‐‐‐‐‐‐‐ Original Message ‐‐‐‐‐‐‐
On Wednesday, August 19, 2020 12:25 PM, Ashley Dixon <a...@suugaku.co.uk> wrote:

> I don't think you fully understand Grant's point. Whilst HTTP(/2) may be more
> featureful for serving web pages, it makes absolutely no sense to use for
> anything but. Protocol age absolutely is not irrelevant: SMTP has been
> ubiquitous in mail transportation for many years, and thus, every single mail
> client supports it pretty close to the RFC. Moreover, as Grant mentioned in 
> the
> previous message, it is the only reliable method of reliably transferring
> messages to and fro systems which, in most cases, differ quite vastly in every
> element except their understanding of SMTP.

there are two aspects:

(1) backwards compatibility:  sure, email is
    better if the goal is to deal with a large
    audience.  but this is not necessarily my
    goal because i don't talk to everyone.

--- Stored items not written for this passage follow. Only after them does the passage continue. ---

//! # Logging Utilities
//!
//! Logging infrastructure for hostlink built on `tracing`.
//!
//! The adapter usually runs embedded inside a host environment that owns
//! stdout and stderr, so two modes are supported:
//!
//! - **Console mode** for standalone tools (the `hostlink` harness binary):
//!   pretty or JSON output to stdout, optionally teed to a file.
//! - **Embedded mode** for in-process use: file-only output, never
//!   touching the host's streams.
//!
//! ## Environment Variables
//!
//! - `RUST_LOG`: level filter (e.g. `debug`, `hostlink_core=trace`)
//! - `HOSTLINK_LOG_FORMAT`: `pretty` or `json` (default: `pretty`)
//! - `HOSTLINK_LOG_FILE`: optional path to tee console logs into
//!
//! ## Quick Start
//!
//! ```rust,no_run
//! use hostlink_utils::init_logging;
//!
//! init_logging().expect("Failed to initialize logging");
//! tracing::info!("adapter starting");
//! ```

use std::path::PathBuf;
use std::str::FromStr;
use std::{env, io};

use chrono::Utc;
use tracing::Level;
use tracing_subscriber::fmt::time::ChronoUtc;
use tracing_subscriber::fmt::{self, MakeWriter};
use tracing_subscriber::layer::SubscriberExt;
use tracing_subscriber::util::SubscriberInitExt;
use tracing_subscriber::{EnvFilter, Layer, Registry};

/// Log output format
#[derive(Debug, Clone, Copy, PartialEq, Eq)]
pub enum LogFormat
{
    /// Pretty-printed, human-readable format (default for development)
    Pretty,
    /// JSON format (default for production)
    Json,
}

impl FromStr for LogFormat
{
    type Err = String;

    fn from_str(s: &str) -> Result<Self, Self::Err>
    {
        match s.to_lowercase().as_str() {
            "pretty" | "dev" | "development" => Ok(LogFormat::Pretty),
            "json" | "prod" | "production" => Ok(LogFormat::Json),
            _ => Err(format!("Unknown log format: {s}. Use 'pretty' or 'json'")),
        }
    }
}

/// Log level
#[derive(Debug, Clone, Copy, PartialEq, Eq)]
pub enum LogLevel
{
    /// Error level
    Error,
    /// Warning level
    Warn,
    /// Info level (default)
    Info,
    /// Debug level
    Debug,
    /// Trace level (most verbose)
    Trace,
}

impl From<LogLevel> for Level
{
    fn from(level: LogLevel) -> Self
    {
        match level {
            LogLevel::Error => Level::ERROR,
            LogLevel::Warn => Level::WARN,
            LogLevel::Info => Level::INFO,
            LogLevel::Debug => Level::DEBUG,
            LogLevel::Trace => Level::TRACE,
        }
    }
}

impl FromStr for LogLevel
{
    type Err = String;

    fn from_str(s: &str) -> Result<Self, Self::Err>
    {
        match s.to_lowercase().as_str() {
            "error" | "err" => Ok(LogLevel::Error),
            "warn" | "warning" => Ok(LogLevel::Warn),
            "info" => Ok(LogLevel::Info),
            "debug" | "dbg" => Ok(LogLevel::Debug),
            "trace" => Ok(LogLevel::Trace),
            _ => Err(format!(
                "Unknown log level: {s}. Use 'error', 'warn', 'info', 'debug', or 'trace'"
            )),
        }
    }
}

/// Initialize console logging with settings from the environment.
///
/// ## Errors
///
/// Returns an error if logging is already initialized or the tee file
/// cannot be created.
pub fn init_logging() -> Result<(), LoggingError>
{
    let format = env::var("HOSTLINK_LOG_FORMAT")
        .ok()
        .and_then(|s| LogFormat::from_str(&s).ok())
        .unwrap_or(LogFormat::Pretty);

    let default_level = env::var("RUST_LOG")
        .unwrap_or_else(|_| "info".to_string())
        .parse::<LogLevel>()
        .map(Into::into)
        .unwrap_or(Level::INFO);

    init_console(format, default_level)
}

/// Initialize console logging with an explicit level and format.
///
/// ## Errors
///
/// Returns an error if logging is already initialized or the tee file
/// cannot be created.
pub fn init_logging_with_level(level: LogLevel, format: LogFormat) -> Result<(), LoggingError>
{
    init_console(format, level.into())
}

/// Initialize file-only logging for embedded use.
///
/// Writes to `~/.hostlink/YYYY-MM-DD-hostlink.log` (falling back to
/// `/tmp`) and never touches stdout/stderr, which the host owns. Returns
/// the log file path.
///
/// ## Errors
///
/// Returns an error if logging is already initialized or the log
/// directory cannot be created.
pub fn init_embedded_logging(level: Option<LogLevel>) -> Result<PathBuf, LoggingError>
{
    let today = Utc::now().format("%Y-%m-%d");
    let log_file = if let Ok(home) = env::var("HOME") {
        let dir = PathBuf::from(home).join(".hostlink");
        std::fs::create_dir_all(&dir).map_err(LoggingError::FileError)?;
        dir.join(format!("{today}-hostlink.log"))
    } else {
        PathBuf::from("/tmp").join(format!("{today}-hostlink.log"))
    };

    let filter = match level {
        Some(level) => EnvFilter::new(Level::from(level).to_string()),
        None => env_filter(Level::INFO),
    };

    let appender = tracing_appender::rolling::never(
        log_file.parent().unwrap_or(&PathBuf::from(".")),
        log_file.file_name().unwrap_or_default(),
    );
    let layer = fmt_layer(LogFormat::Pretty, appender, false, filter);
    Registry::default().with(layer).init();

    Ok(log_file)
}

fn init_console(format: LogFormat, default_level: Level) -> Result<(), LoggingError>
{
    // Boxed layers only implement Layer<Registry>, so they are composed
    // through a Vec (itself a Layer) instead of chained `with` calls.
    let mut layers = vec![fmt_layer(format, io::stdout, true, env_filter(default_level))];

    // HOSTLINK_LOG_FILE tees the console output into a daily-rolled file.
    if let Some(file_path) = env::var("HOSTLINK_LOG_FILE").ok().map(PathBuf::from) {
        let appender = tracing_appender::rolling::daily(
            file_path.parent().unwrap_or(&PathBuf::from(".")),
            file_path.file_name().unwrap_or_default(),
        );
        layers.push(fmt_layer(format, appender, false, env_filter(default_level)));
    }

    Registry::default().with(layers).init();

    Ok(())
}

/// RUST_LOG can override the default level with more specific filters.
fn env_filter(default_level: Level) -> EnvFilter
{
    EnvFilter::try_from_default_env().unwrap_or_else(|_| EnvFilter::new(default_level.to_string()))
}

fn fmt_layer<W>(format: LogFormat, writer: W, ansi: bool, filter: EnvFilter) -> Box<dyn Layer<Registry> + Send + Sync>
where
    W: for<'w> MakeWriter<'w> + Send + Sync + 'static,
{
    match format {
        LogFormat::Pretty => fmt::layer()
            .with_target(true)
            .with_thread_ids(true)
            .with_thread_names(true)
            .with_file(true)
            .with_line_number(true)
            .with_timer(ChronoUtc::rfc_3339())
            .with_ansi(ansi)
            .with_writer(writer)
            .with_filter(filter)
            .boxed(),
        LogFormat::Json => fmt::layer()
            .json()
            .with_target(true)
            .with_thread_ids(true)
            .with_thread_names(true)
            .with_file(true)
            .with_line_number(true)
            .with_timer(ChronoUtc::rfc_3339())
            .with_current_span(true)
            .with_span_list(true)
            .with_ansi(ansi)
            .with_writer(writer)
            .with_filter(filter)
            .boxed(),
    }
}

/// Logging initialization error
#[derive(Debug, thiserror::Error)]
pub enum LoggingError
{
    /// Invalid log format
    #[error("Invalid log format: {0}")]
    InvalidFormat(String),

    /// Invalid log level
    #[error("Invalid log level: {0}")]
    InvalidLevel(String),

    /// Failed to initialize logging
    #[error("Failed to initialize logging: {0}")]
    InitializationFailed(String),

    /// File logging error
    #[error("File logging error: {0}")]
    FileError(#[from] io::Error),
}

#[cfg(test)]
mod tests
{
    use super::*;

    #[test]
    fn test_log_format_from_str()
    {
        assert_eq!(LogFormat::from_str("pretty").unwrap(), LogFormat::Pretty);
        assert_eq!(LogFormat::from_str("json").unwrap(), LogFormat::Json);
        assert_eq!(LogFormat::from_str("dev").unwrap(), LogFormat::Pretty);
        assert_eq!(LogFormat::from_str("prod").unwrap(), LogFormat::Json);
        assert!(LogFormat::from_str("invalid").is_err());
    }

    #[test]
    fn test_log_level_from_str()
    {
        assert_eq!(LogLevel::from_str("error").unwrap(), LogLevel::Error);
        assert_eq!(LogLevel::from_str("warn").unwrap(), LogLevel::Warn);
        assert_eq!(LogLevel::from_str("info").unwrap(), LogLevel::Info);
        assert_eq!(LogLevel::from_str("debug").unwrap(), LogLevel::Debug);
        assert_eq!(LogLevel::from_str("trace").unwrap(), LogLevel::Trace);
        assert!(LogLevel::from_str("invalid").is_err());
    }

    #[test]
    fn test_console_and_file_layers_compose()
    {
        // Builds the same layer stack init_console does, without
        // installing a global subscriber.
        let layers = vec![
            fmt_layer(LogFormat::Pretty, io::stdout, true, env_filter(Level::INFO)),
            fmt_layer(LogFormat::Json, io::stdout, false, env_filter(Level::DEBUG)),
        ];
        let _subscriber = Registry::default().with(layers);
    }

    #[test]
    fn test_log_level_to_tracing_level()
    {
        assert_eq!(Level::from(LogLevel::Error), Level::ERROR);
        assert_eq!(Level::from(LogLevel::Warn), Level::WARN);
        assert_eq!(Level::from(LogLevel::Info), Level::INFO);
        assert_eq!(Level::from(LogLevel::Debug), Level::DEBUG);
        assert_eq!(Level::from(LogLevel::Trace), Level::TRACE);
    }
}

    and for rare cases when i need to send an
    archaic email, i can just open gmail.com,
    protonmail.com, etc, and use their web gui.

(2) technically irrespective of backwards
    compatibility:  there is no doubt that a
    http/2-based mail system will be much more
    efficient than smtp's archaic format where all
    attachments are base64-ed into giant mono text
    balls.

    the only reason we're using smtp's archaic
    text base64-ed balls is pure history.

    but, fundamentally, contents of emails are in
    the same scope as of web pages.  so emails'
    contents is not alien to http/2.  the only
    reason we don't have http/2-based mail is pure
    history, and that people resist change.

> Interoperability is the entire point of protocol standardisation in the first
> place, and if you're going to suggest a revision, or complete overhaul, of a
> standard as well-understood as SMTP, you need to provide extremely compelling
> evidence which supports your proposed replacement. So far, you haven't done
> that. SMTP can be tricky and unwieldy to configure on certain (most)
> implementations, but that does not indicate a lack of features. The complete
> opposite, in fact.

but i'm not proposing a standard for "everyone".
it's about my case of using cheap vps with
untrusty admins.

so i don't "need" to present any compelling
evidence, because i don't care about the approval
of these standardization organizations.  worst
case scenario i can shove an smtp-client leg into
gmail and call it a day, and thrive with only 1
listening tcp port (for https).

in fact, if possible, even if we wanted to go as
far as changing a protocol, we better create our
own standards free from them, specially with the
likes of w3c which have absolutely no respect for
us (they slapped us with drm despite our cries,
simply because netflex/google paid enough).
currently we're being treated like sheep and get
told which disgusting protocols to use.